I stood before the bedroom window, watching Callie graze in the paddock.
“I found him right where you told me he’d be—at the bend before the footbridge.” Eamon appeared at the corner of my vision as he leaned into the wall beside the window. “I could tell by looking at him that it would be suspicious. There were marks on his arms, his face. I think maybe from when you were…” He couldn’t finish. “If someone found him like that, there would be questions. So, I decided to drag him downriver and send his body over the falls so that it would looklike an accident. Maybe he’d had too much to drink at the Faire, or maybe he’d slipped and fell. There’d been a lot of rain that week, so the river was high. The current was strong.”
So, Eamon wasn’t a killer, but he wasn’t innocent, either. We’d done this thing together.
“I put him into the water, and I thought I was close enough to the drop to be safe. It was so dark that it was hard to see, and I didn’t realize there was a fallen tree up the bank. He got caught downstream, and at first light, he was spotted by a fisherman.”
I tried not to imagine Nathaniel’s pale, tangled body half-submerged in the water.

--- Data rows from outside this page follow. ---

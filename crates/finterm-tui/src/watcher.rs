//! Response side of the worker file protocol.
//!
//! One background thread per outstanding request polls for the response
//! file, decodes it once present, and delivers exactly one event over the
//! channel the foreground loop drains. Watcher threads own nothing shared:
//! no model access, no terminal access.
//!
//! Each path pair carries a generation counter. Submitting a new request
//! bumps it, so a watcher left over from a superseded request notices its
//! ticket is stale and exits without delivering. This is what keeps a late
//! response from overwriting a newer one.

use std::fs;
use std::path::PathBuf;
use std::sync::atomic::{AtomicU64, Ordering};
use std::sync::mpsc::Sender;
use std::sync::Arc;
use std::thread;
use std::time::Duration;

use crate::error::FeedError;
use crate::feeds::{Feed, FeedEvent, FeedPayload};

/// Generation counter for one request/response path pair.
#[derive(Debug, Default)]
pub struct RequestSlot {
    current: Arc<AtomicU64>,
}

impl RequestSlot {
    pub fn new() -> Self {
        Self::default()
    }

    /// Starts a new request generation, retiring any watcher still running
    /// for this slot.
    pub fn begin(&self) -> WatchTicket {
        let generation = self.current.fetch_add(1, Ordering::SeqCst) + 1;
        WatchTicket {
            generation,
            current: Arc::clone(&self.current),
        }
    }

    pub fn current(&self) -> u64 {
        self.current.load(Ordering::SeqCst)
    }
}

/// A watcher's claim on a slot: valid until the next `begin` call.
#[derive(Debug)]
pub struct WatchTicket {
    pub generation: u64,
    current: Arc<AtomicU64>,
}

impl WatchTicket {
    fn is_current(&self) -> bool {
        self.current.load(Ordering::SeqCst) == self.generation
    }
}

/// Spawns the poll-until-present loop for one response file.
///
/// Delivery happens at most once: a decoded payload on success, a
/// `FeedError` if the file could not be read or decoded. A malformed file is
/// treated as permanent; the watcher stops rather than retrying the decode.
pub fn spawn_watch<F>(
    path: PathBuf,
    interval: Duration,
    feed: Feed,
    ticket: WatchTicket,
    decode: F,
    events: Sender<FeedEvent>,
) -> thread::JoinHandle<()>
where
    F: FnOnce(&[u8]) -> Result<FeedPayload, FeedError> + Send + 'static,
{
    thread::spawn(move || {
        loop {
            if !ticket.is_current() {
                return;
            }
            if path.exists() {
                break;
            }
            thread::sleep(interval);
        }
        let result = fs::read(&path)
            .map_err(FeedError::from)
            .and_then(|bytes| decode(&bytes));
        if !ticket.is_current() {
            return;
        }
        // The foreground loop may be gone during shutdown.
        let _ = events.send(FeedEvent {
            feed,
            generation: ticket.generation,
            result,
        });
    })
}

#[cfg(test)]
mod tests {
    use super::*;
    use std::sync::mpsc;

    use crate::feeds::decode_crypto;

    const FAST: Duration = Duration::from_millis(10);

    #[test]
    fn does_not_fire_until_file_exists_then_fires_once() {
        let dir = tempfile::tempdir().unwrap();
        let path = dir.path().join("output_crypto.json");
        let slot = RequestSlot::new();
        let (tx, rx) = mpsc::channel();

        let handle = spawn_watch(
            path.clone(),
            FAST,
            Feed::Crypto,
            slot.begin(),
            decode_crypto,
            tx,
        );

        assert!(rx.recv_timeout(Duration::from_millis(80)).is_err());

        fs::write(&path, br#"{"btc": 1, "eth": 2}"#).unwrap();
        let event = rx.recv_timeout(Duration::from_secs(2)).unwrap();
        assert_eq!(event.feed, Feed::Crypto);
        match event.result.unwrap() {
            FeedPayload::Crypto(pairs) => assert_eq!(pairs.len(), 2),
            other => panic!("unexpected payload: {other:?}"),
        }

        handle.join().unwrap();
        // Thread finished; the sender is dropped and no second event exists.
        assert!(rx.recv_timeout(Duration::from_millis(40)).is_err());
    }

    #[test]
    fn malformed_file_reports_decode_error_once() {
        let dir = tempfile::tempdir().unwrap();
        let path = dir.path().join("output_crypto.json");
        fs::write(&path, b"not json at all").unwrap();
        let slot = RequestSlot::new();
        let (tx, rx) = mpsc::channel();

        let handle = spawn_watch(path, FAST, Feed::Crypto, slot.begin(), decode_crypto, tx);

        let event = rx.recv_timeout(Duration::from_secs(2)).unwrap();
        assert!(matches!(event.result, Err(FeedError::Decode(_))));
        handle.join().unwrap();
        assert!(rx.recv_timeout(Duration::from_millis(40)).is_err());
    }

    #[test]
    fn superseded_watcher_never_delivers() {
        let dir = tempfile::tempdir().unwrap();
        let path = dir.path().join("output_crypto.json");
        let slot = RequestSlot::new();
        let (tx, rx) = mpsc::channel();

        let stale = spawn_watch(
            path.clone(),
            FAST,
            Feed::Crypto,
            slot.begin(),
            decode_crypto,
            tx.clone(),
        );
        // A second request retires the first watcher's ticket.
        let fresh_ticket = slot.begin();
        fs::write(&path, br#"{"btc": 1}"#).unwrap();
        stale.join().unwrap();
        assert!(rx.recv_timeout(Duration::from_millis(40)).is_err());

        let fresh = spawn_watch(path, FAST, Feed::Crypto, fresh_ticket, decode_crypto, tx);
        let event = rx.recv_timeout(Duration::from_secs(2)).unwrap();
        assert_eq!(event.generation, slot.current());
        fresh.join().unwrap();
    }
}
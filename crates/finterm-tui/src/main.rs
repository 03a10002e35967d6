use std::time::{Duration, Instant};

use crossterm::event::{
    self, DisableMouseCapture, EnableMouseCapture, Event as CEvent, KeyCode, KeyEventKind,
    KeyModifiers,
};
use crossterm::execute;
use crossterm::terminal::{
    disable_raw_mode, enable_raw_mode, EnterAlternateScreen, LeaveAlternateScreen,
};
use ratatui::backend::CrosstermBackend;
use ratatui::Terminal;

use finterm_tui::config::Config;
use finterm_tui::session::Session;
use finterm_tui::ui;

const FRAME_INTERVAL: Duration = Duration::from_millis(50);
const INPUT_POLL_INTERVAL: Duration = Duration::from_millis(20);

#[derive(Clone)]
struct TerminalCapabilities {
    color: bool,
    mouse: bool,
    alt_screen: bool,
}

impl TerminalCapabilities {
    fn detect() -> Self {
        let no_color = std::env::var("NO_COLOR")
            .ok()
            .map(|v| !v.trim().is_empty())
            .unwrap_or(false);
        let mouse = std::env::var("FINTERM_TUI_MOUSE")
            .ok()
            .map(|v| v == "1" || v.eq_ignore_ascii_case("true"))
            .unwrap_or(false);
        let alt_screen = std::env::var("FINTERM_TUI_ALT_SCREEN")
            .ok()
            .map(|v| v != "0")
            .unwrap_or(true);
        Self {
            color: !no_color,
            mouse,
            alt_screen,
        }
    }
}

struct UiGuard {
    caps: TerminalCapabilities,
}

impl Drop for UiGuard {
    fn drop(&mut self) {
        let _ = disable_raw_mode();
        let mut stdout = std::io::stdout();
        if self.caps.mouse {
            let _ = execute!(stdout, DisableMouseCapture);
        }
        if self.caps.alt_screen {
            let _ = execute!(stdout, LeaveAlternateScreen);
        }
    }
}

fn main() -> anyhow::Result<()> {
    let caps = TerminalCapabilities::detect();

    enable_raw_mode()?;
    let _guard = UiGuard { caps: caps.clone() };
    let mut stdout = std::io::stdout();
    if caps.alt_screen {
        execute!(stdout, EnterAlternateScreen)?;
    }
    if caps.mouse {
        execute!(stdout, EnableMouseCapture)?;
    }

    let backend = CrosstermBackend::new(stdout);
    let mut terminal = Terminal::new(backend)?;
    terminal.clear()?;

    let mut session = Session::new(Config::from_env());
    let mut last_frame = Instant::now() - FRAME_INTERVAL;

    loop {
        session.drain_events();

        if session.model.dirty && last_frame.elapsed() >= FRAME_INTERVAL {
            let signature = ui::frame_signature(&session.model);
            if signature != session.model.last_render_signature {
                terminal.draw(|frame| ui::draw(frame, &session.model, caps.color))?;
                session.model.last_render_signature = signature;
            }
            session.model.dirty = false;
            last_frame = Instant::now();
        }

        if event::poll(INPUT_POLL_INTERVAL)? {
            if let CEvent::Key(key) = event::read()? {
                if key.kind == KeyEventKind::Release {
                    continue;
                }
                match key.code {
                    KeyCode::Enter => {
                        if session.submit_line() {
                            break;
                        }
                    }
                    KeyCode::Backspace => {
                        session.model.input.pop();
                        session.model.dirty = true;
                    }
                    KeyCode::Esc => {
                        session.model.input.clear();
                        session.model.dirty = true;
                    }
                    KeyCode::Char(c) => {
                        if c == 'c' && key.modifiers.contains(KeyModifiers::CONTROL) {
                            break;
                        }
                        session.model.input.push(c);
                        session.model.dirty = true;
                    }
                    _ => {}
                }
            }
        }
    }

    Ok(())
}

“Sam came by late that night after they’d gotten the message that Mimi Granger had left at the sheriff’s office. Luckily, I was already back, and we told him we’d been home all night. “But then people came forward saying they’d seen me arguing with Nathaniel in the weeks leading up to his death. Then when it got out that Mimi Granger had seen you that night, it drew even more attention.”
I closed my eyes, seeing it. Hearing it. My labored breaths as I tore through the sea of waist-high alfalfa, Annie in my arms. The pain in my foot from losing my shoe—the same shoe Mimi had found in her tedder, months later.
“No one had any reason to believe it. I don’t think they were even seriously considering what Mimi said until you left. The timing was suspicious, and the investigation went on, but no one could get ahold of you. When you didn’t come back, they started asking more questions.”
“Why didn’t we go to the police? Why didn’t we just tell the truth?”